Alex Koplow is a writer from Virginia whose fiction has appeared in Metazen,
Thieves Jargon, Thunderclap Press, and Short, Fast and Deadly.
Frank ripped his leg off. There were colors and liquids he didn’t know were inside of him. Muscles emptied
out of the uneven tear, plopping to the ground like apples. But Frank had enough strength to hand the twitching
leg over to Tina.
“Did it hurt?” she asked, her bangs dancing on her brow. She wasn’t sure how to approach the
leg, contemplating it like it was a too big for a bite sandwich.

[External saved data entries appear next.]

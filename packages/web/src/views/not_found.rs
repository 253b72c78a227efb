use dioxus::prelude::*;

use crate::Route;

#[component]
pub fn PageNotFound(segments: Vec<String>) -> Element {
    let path = segments.join("/");

    rsx! {
        div {
            class: "page",
            h1 { "Page not found" }
            p { "Nothing lives at /{path}." }
            Link { to: Route::Users {}, "Back to users" }
        }
    }
}
use squeak_core::{
    EngineResult, EntityTemplate, GameManager, RodentClass, RodentStats, SkillCaster,
    SkillDescriptor, SkillRegistry, SkillResult,
};

use crate::skills::{attack_of, damage_enemies, select_targets};

pub const NAME: &str = "TailBlazer";
pub const CRUMB_COST: u32 = 7;

/// Fast vanguard with a short stab and a long throw.
pub fn template(registry: &SkillRegistry) -> EngineResult<EntityTemplate> {
    EntityTemplate::builder(NAME)
        .description("The rodent that will never deny a call for adventures.")
        .health(8)
        .defense(2)
        .rodent(RodentStats::new(RodentClass::Vanguard, 8, 3, 3, 2, 3))
        .skill(
            SkillDescriptor::new("Stab", 3).with_reach(2).with_altitude(0),
            "stab",
        )
        .skill(
            SkillDescriptor::new("Spear Launching", 7)
                .with_reach(5)
                .with_altitude(0),
            "spear_launching",
        )
        .build(registry)
}

/// ATK + 1 damage to one enemy within 2 tiles.
pub fn stab(game: &mut GameManager, caster: SkillCaster) -> EngineResult<SkillResult> {
    let damage = attack_of(game, caster)? + 1;
    select_targets(game, caster, damage_enemies(caster, damage))
}

/// ATK damage to one enemy within 5 tiles.
pub fn spear_launching(game: &mut GameManager, caster: SkillCaster) -> EngineResult<SkillResult> {
    let damage = attack_of(game, caster)?;
    select_targets(game, caster, damage_enemies(caster, damage))
}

“Yes,” Frank nodded. “Very much. But I did it for you.”
“Then I’ll hurt too.”
Starting just below the indented diamond on her thigh that he loved to kiss, Tina tore off her petite leg. She
was quick and clean and barely winced. It made Frank laugh, his veins dangling from his thigh like ratty
shoelaces.
Huddled in the bathroom, they attached each other’s limbs and changed into shorts so everyone at the
airport could see. With Tina’s legs on the inside they strolled to the ticket-only entrance. Their
teeter-tottering goodbye kisses might have made them appear off-balance but Frank and Tina had never felt more
centered.
Tina watched him snake away through the security line. She stroked the black hairs on her new leg. Frank felt the
phantom tickle and waved goodbye.
He sidled down the plane’s cramped aisle to his seat. Extra leg room, he smiled, the newest thing he loved
about Tina.
The businessman in the window seat pointed at the mismatching legs and asked what happened.
“We made love,” Frank explained. He realized that it sounded like he and Tina just had sex. He meant
they created love, building it from each other’s parts.
In the concourse in his hometown Frank touched the stitches and flaps by his groin. Her blood felt like warm
applesauce. The distance would never matter again. They were always together.